Each of these linear relationships is marginally better than the previous exponential, with SwK yielding an R2 value of 0.63, and Contact% at 0.68.

Next, let’s dump all our plate discipline metrics into a linear model and run a backward regression, removing the insignificant factors. We are left with a formula for Dom with an R2 value of 0.74, a little bit better. Here is the formula with factors listed in order of significance:

xDom = 22.9 + 53.6*SwK - 15.9*Z-Swing% - 12.3*Z-Contact% + 2.17*Fa% - 2.28*Zone% 
       + 1.59*O-Swing%

Most of this makes sense intuitively:

  • SwK is the most important and every percentage point increase is worth about 0.5 K/9
  • Z-swing%: more swings at good pitches means fewer Ks
  • Z-contact%: more contact obviously means fewer Ks
  • Zone%: more pitches in the zone, fewer Ks
  • Fa%: this isn’t immediately obvious—by itself, Fa% is negatively correlated with Dom, but once we account for SwK, Fa% interacts in the opposite direction
  • O-Swing%: more chases leads to more Ks

The last thing we’ll do is check whether this formula holds up over all seasons. We’ve included the SwK-only and Contact%-only models as well:

The new model does better in all seasons. Additionally, there appears to be a systematic change in the relationship, seen by all models. Fortunately the models do well in recent years, so we'll leave any further investigation into the variability for another time... though a guess would be when batting and pitching styles change quickly, our ability to correlate results is temporarily diminished.

Behavior of outliers

Now we have an updated xDom. What happens to pitchers when Dom exceeds xDom, and vice versa?

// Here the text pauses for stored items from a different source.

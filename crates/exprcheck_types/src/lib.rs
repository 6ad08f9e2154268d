//! exprcheck_types: The abstract type model the expression checker runs on.
//!
//! The checker never sees a host type system directly. It works against:
//! - [`Type`]: a display name, a coarse [`TypeKind`], members and call signatures
//! - [`Symbol`] / [`SymbolTable`]: named, typed bindings
//! - [`TypeRepository`]: canonical types looked up by kind
//!
//! [`StaticTypeRepository`] is the in-memory realization used without a host.

pub mod kind;
pub mod repository;
pub mod symbol;
pub mod ty;

pub use kind::TypeKind;
pub use repository::{BuiltInCache, StaticTypeRepository, TypeRepository};
pub use symbol::{StaticSymbol, Symbol, SymbolRef, SymbolTable};
pub use ty::{ArgTypes, CallSignature, StaticType, Type, TypeRef};
//! Symbols and symbol tables.

use crate::ty::TypeRef;
use indexmap::IndexMap;
use std::fmt;
use std::rc::Rc;

/// A named binding with a type.
pub trait Symbol {
    fn name(&self) -> &str;
    fn ty(&self) -> TypeRef;
}

pub type SymbolRef = Rc<dyn Symbol>;

impl fmt::Debug for dyn Symbol {
    fn fmt(&self, f: &mut fmt::Formatter<'_>) -> fmt::Result {
        f.debug_struct("Symbol").field("name", &self.name()).finish()
    }
}

/// A symbol with a fixed type.
pub struct StaticSymbol {
    name: String,
    ty: TypeRef,
}

impl StaticSymbol {
    pub fn new(name: impl Into<String>, ty: TypeRef) -> Self {
        Self { name: name.into(), ty }
    }

    pub fn into_ref(self) -> SymbolRef {
        Rc::new(self)
    }
}

impl Symbol for StaticSymbol {
    fn name(&self) -> &str {
        &self.name
    }

    fn ty(&self) -> TypeRef {
        self.ty.clone()
    }
}

/// Ordered name to symbol map.
///
/// Inserting a name that is already present replaces the symbol but keeps
/// the position of the first insertion.
#[derive(Clone, Default)]
pub struct SymbolTable {
    symbols: IndexMap<String, SymbolRef>,
}

impl SymbolTable {
    pub fn new() -> Self {
        Self { symbols: IndexMap::new() }
    }

    pub fn insert(&mut self, symbol: SymbolRef) {
        self.symbols.insert(symbol.name().to_string(), symbol);
    }

    pub fn get(&self, name: &str) -> Option<&SymbolRef> {
        self.symbols.get(name)
    }

    pub fn contains(&self, name: &str) -> bool {
        self.symbols.contains_key(name)
    }

    pub fn len(&self) -> usize {
        self.symbols.len()
    }

    pub fn is_empty(&self) -> bool {
        self.symbols.is_empty()
    }

    pub fn iter(&self) -> impl Iterator<Item = &SymbolRef> {
        self.symbols.values()
    }

    pub fn names(&self) -> impl Iterator<Item = &str> {
        self.symbols.keys().map(String::as_str)
    }
}

impl FromIterator<SymbolRef> for SymbolTable {
    fn from_iter<I: IntoIterator<Item = SymbolRef>>(iter: I) -> Self {
        let mut table = SymbolTable::new();
        for symbol in iter {
            table.insert(symbol);
        }
        table
    }
}

impl fmt::Debug for SymbolTable {
    fn fmt(&self, f: &mut fmt::Formatter<'_>) -> fmt::Result {
        f.debug_list().entries(self.symbols.keys()).finish()
    }
}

This line fit has an R2 value of 0.06, so there is only a small tendency to regress. Still, on the end there are potentially some useful trends. Filtering only those with >100 IP (harmonic mean) over the two seasons:

  • Pitchers whose Dom exceeds xDom by more than 1.5 K/9 (the upper 10%) will see their Dom drop by 0.7 ± 1.3 K/9 on average.
  • Pitchers whose Dom falls short of xDom by more than 1.5 K/9 (the lower 10%) will see their Dom increase on average by 0.7 ± 1.1 K/9.
  • Because of the weakness of the relationship, there is a large spread in individual outcomes.

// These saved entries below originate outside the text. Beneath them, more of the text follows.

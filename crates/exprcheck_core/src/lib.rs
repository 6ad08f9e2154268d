//! exprcheck_core: Core utilities shared by every exprcheck crate.
//!
//! Provides source positions and spans plus the string interner used by the
//! host binder.

pub mod intern;
pub mod text;

// Re-export commonly used types
pub use intern::{InternedString, StringInterner};
pub use text::{char_to_byte_offset, LineMap, TextPos, TextRange, TextSpan};
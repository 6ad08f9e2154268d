//! exprcheck_diagnostics: Diagnostic messages and the reporting data model.
//!
//! Every diagnostic the scanner, parser, host and checker can produce is
//! declared in [`messages`] as a template with a code and category. A
//! realized [`Diagnostic`] always carries the half-open character span it
//! refers to.

use exprcheck_core::text::{TextPos, TextSpan};
use std::fmt;

/// Diagnostic category.
#[derive(Debug, Clone, Copy, PartialEq, Eq, Hash)]
pub enum DiagnosticCategory {
    Warning,
    Error,
}

impl fmt::Display for DiagnosticCategory {
    fn fmt(&self, f: &mut fmt::Formatter<'_>) -> fmt::Result {
        match self {
            DiagnosticCategory::Warning => write!(f, "warning"),
            DiagnosticCategory::Error => write!(f, "error"),
        }
    }
}

/// A diagnostic message template with a code and category.
#[derive(Debug, Clone)]
pub struct DiagnosticMessage {
    pub code: u32,
    pub category: DiagnosticCategory,
    /// The message template. May contain `{0}`, `{1}`, etc. placeholders.
    pub message: &'static str,
}

/// A realized diagnostic with location information and resolved message text.
#[derive(Debug, Clone, PartialEq, Eq)]
pub struct Diagnostic {
    /// The file this diagnostic belongs to, when it came from a named source.
    pub file: Option<String>,
    /// The source span this diagnostic highlights.
    pub span: TextSpan,
    pub message_text: String,
    pub code: u32,
    pub category: DiagnosticCategory,
}

impl Diagnostic {
    pub fn new(span: TextSpan, message: &DiagnosticMessage, args: &[&str]) -> Self {
        Self {
            file: None,
            span,
            message_text: format_message(message.message, args),
            code: message.code,
            category: message.category,
        }
    }

    pub fn with_file(mut self, file: impl Into<String>) -> Self {
        self.file = Some(file.into());
        self
    }

    /// Start offset (inclusive).
    #[inline]
    pub fn start(&self) -> TextPos {
        self.span.start
    }

    /// End offset (exclusive).
    #[inline]
    pub fn end(&self) -> TextPos {
        self.span.end()
    }

    pub fn is_error(&self) -> bool {
        self.category == DiagnosticCategory::Error
    }
}

impl fmt::Display for Diagnostic {
    fn fmt(&self, f: &mut fmt::Formatter<'_>) -> fmt::Result {
        if let Some(ref file) = self.file {
            write!(f, "{}({}): ", file, self.span.start)?;
        }
        write!(
            f,
            "{} EC{}: {} {}",
            self.category, self.code, self.message_text, self.span
        )
    }
}

/// Format a message template by replacing `{0}`, `{1}`, etc. with arguments.
pub fn format_message(template: &str, args: &[&str]) -> String {
    let mut result = template.to_string();
    for (i, arg) in args.iter().enumerate() {
        result = result.replace(&format!("{{{}}}", i), arg);
    }
    result
}

/// An ordered collection of diagnostics accumulated during one pass.
#[derive(Debug, Clone, Default)]
pub struct DiagnosticCollection {
    diagnostics: Vec<Diagnostic>,
}

impl DiagnosticCollection {
    pub fn new() -> Self {
        Self {
            diagnostics: Vec::new(),
        }
    }

    pub fn add(&mut self, diagnostic: Diagnostic) {
        self.diagnostics.push(diagnostic);
    }

    pub fn has_errors(&self) -> bool {
        self.diagnostics.iter().any(Diagnostic::is_error)
    }

    pub fn diagnostics(&self) -> &[Diagnostic] {
        &self.diagnostics
    }

    pub fn into_diagnostics(self) -> Vec<Diagnostic> {
        self.diagnostics
    }

    pub fn is_empty(&self) -> bool {
        self.diagnostics.is_empty()
    }

    pub fn len(&self) -> usize {
        self.diagnostics.len()
    }

    pub fn extend(&mut self, other: DiagnosticCollection) {
        self.diagnostics.extend(other.diagnostics);
    }
}

// ============================================================================
// Diagnostic Messages
// ============================================================================

pub mod messages {
    use super::*;

    macro_rules! diag {
        ($code:expr, Error, $msg:expr) => {
            DiagnosticMessage { code: $code, category: DiagnosticCategory::Error, message: $msg }
        };
        ($code:expr, Warning, $msg:expr) => {
            DiagnosticMessage { code: $code, category: DiagnosticCategory::Warning, message: $msg }
        };
    }

    // ========================================================================
    // Scanner and parser errors (1000-1199)
    // ========================================================================
    pub const UNTERMINATED_STRING_LITERAL: DiagnosticMessage = diag!(1002, Error, "Unterminated string literal.");
    pub const IDENTIFIER_EXPECTED: DiagnosticMessage = diag!(1003, Error, "Identifier expected.");
    pub const _0_EXPECTED: DiagnosticMessage = diag!(1005, Error, "'{0}' expected.");
    pub const DECLARATION_OR_STATEMENT_EXPECTED: DiagnosticMessage = diag!(1128, Error, "Declaration or statement expected.");
    pub const INVALID_CHARACTER: DiagnosticMessage = diag!(1127, Error, "Invalid character.");
    pub const EXPRESSION_EXPECTED: DiagnosticMessage = diag!(1109, Error, "Expression expected.");
    pub const TYPE_EXPECTED: DiagnosticMessage = diag!(1110, Error, "Type expected.");
    pub const UNEXPECTED_TOKEN_AFTER_EXPRESSION: DiagnosticMessage = diag!(1012, Error, "Unexpected token '{0}' after expression.");
    pub const UNTERMINATED_TEMPLATE_LITERAL: DiagnosticMessage = diag!(1160, Error, "Unterminated template literal.");
    pub const A_REST_PARAMETER_MUST_BE_LAST: DiagnosticMessage = diag!(1014, Error, "A rest parameter must be last in a parameter list.");

    // ========================================================================
    // Host declaration errors (2300-2399)
    // ========================================================================
    pub const CANNOT_FIND_NAME_0: DiagnosticMessage = diag!(2304, Error, "Cannot find name '{0}'.");
    pub const DUPLICATE_IDENTIFIER_0: DiagnosticMessage = diag!(2300, Error, "Duplicate identifier '{0}'.");
    pub const TYPE_ALIAS_0_CIRCULARLY_REFERENCES_ITSELF: DiagnosticMessage = diag!(2456, Error, "Type alias '{0}' circularly references itself.");
    pub const CANNOT_ASSIGN_TO_0_BECAUSE_IT_IS_A_CONSTANT: DiagnosticMessage = diag!(2588, Error, "Cannot assign to '{0}' because it is a constant.");

    // ========================================================================
    // Expression checker errors
    // ========================================================================
    pub const _0_IS_NOT_DEFINED: DiagnosticMessage = diag!(2304, Error, "'{0}' is not defined");
    pub const THE_LEFT_HAND_SIDE_OF_AN_ARITHMETIC_OPERATION_MUST_BE_OF_TYPE_NUMBER_OR_ANY: DiagnosticMessage = diag!(2362, Error, "The left-hand side of an arithmetic operation must be of type 'number' or 'any'");
    pub const THE_RIGHT_HAND_SIDE_OF_AN_ARITHMETIC_OPERATION_MUST_BE_OF_TYPE_NUMBER_OR_ANY: DiagnosticMessage = diag!(2363, Error, "The right-hand side of an arithmetic operation must be of type 'number' or 'any'");
    pub const THE_BINARY_OPERATOR_0_CANNOT_BE_APPLIED_TO_TYPE_1_AND_2: DiagnosticMessage = diag!(2365, Error, "The binary operator '{0}' cannot be applied to type '{1}' and '{2}'");
    pub const THE_LEFT_HAND_SIDE_OF_AN_INSTANCEOF_EXPRESSION_MUST_BE_OF_TYPE_OBJECT_OR_ANY: DiagnosticMessage = diag!(2358, Error, "The left-hand side of an 'instanceof' expression must be of type 'object' or 'any'");
    pub const THE_RIGHT_HAND_SIDE_OF_AN_INSTANCEOF_EXPRESSION_MUST_BE_OF_TYPE_FUNCTION_OR_ANY: DiagnosticMessage = diag!(2359, Error, "The right-hand side of an 'instanceof' expression must be of type 'Function' or 'any'");
    pub const THE_LEFT_HAND_SIDE_OF_AN_IN_EXPRESSION_MUST_BE_OF_TYPE_STRING_NUMBER_SYMBOL_OR_ANY: DiagnosticMessage = diag!(2360, Error, "The left-hand side of an 'in' expression must be of type 'string', 'number', 'symbol' or 'any'");
    pub const THE_RIGHT_HAND_SIDE_OF_AN_IN_EXPRESSION_MUST_BE_OF_TYPE_OBJECT_OR_ANY: DiagnosticMessage = diag!(2361, Error, "The right-hand side of an 'in' expression must be of type 'object' or 'any'");
    pub const PROPERTY_0_DOES_NOT_EXIST_ON_TYPE_1: DiagnosticMessage = diag!(2339, Error, "Property '{0}' does not exist on type '{1}'");
    pub const THIS_EXPRESSION_IS_NOT_CALLABLE_TYPE_0_HAS_NO_CALL_SIGNATURES: DiagnosticMessage = diag!(2349, Error, "This expression is not callable. Type '{0}' has no call signatures");
    pub const EXPECTED_0_ARGUMENTS_BUT_GOT_1: DiagnosticMessage = diag!(2554, Error, "Expected {0} arguments, but got {1}");
    pub const EXPECTED_AT_LEAST_0_ARGUMENTS_BUT_GOT_1: DiagnosticMessage = diag!(2555, Error, "Expected at least {0} arguments, but got {1}");
    pub const EXPRESSION_IS_TOO_DEEPLY_NESTED_TO_CHECK: DiagnosticMessage = diag!(2589, Error, "Expression is too deeply nested to check.");
}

So, while this seems like a good model for within a season, let’s see if we can now build a model better at predicting next year’s Dom.

Next Year’s Dom

Let’s see if we can use xDom along with Dom in Year 0 to predict Dom in Year 1. For a baseline, Dom by itself is well-correlated with next year’s Dom with R2 of 0.52. [Note: this is again weighted by the harmonic mean of IP in the two seasons.]

If we also include xDom, we only get a little better, with an R2 value of 0.53.

Finally, if we throw all the swing parameters we have at this, we can still only get up to 0.54. As we found last month with batters, adding in the swing metrics only slightly increases correlations and is probably not worth the work.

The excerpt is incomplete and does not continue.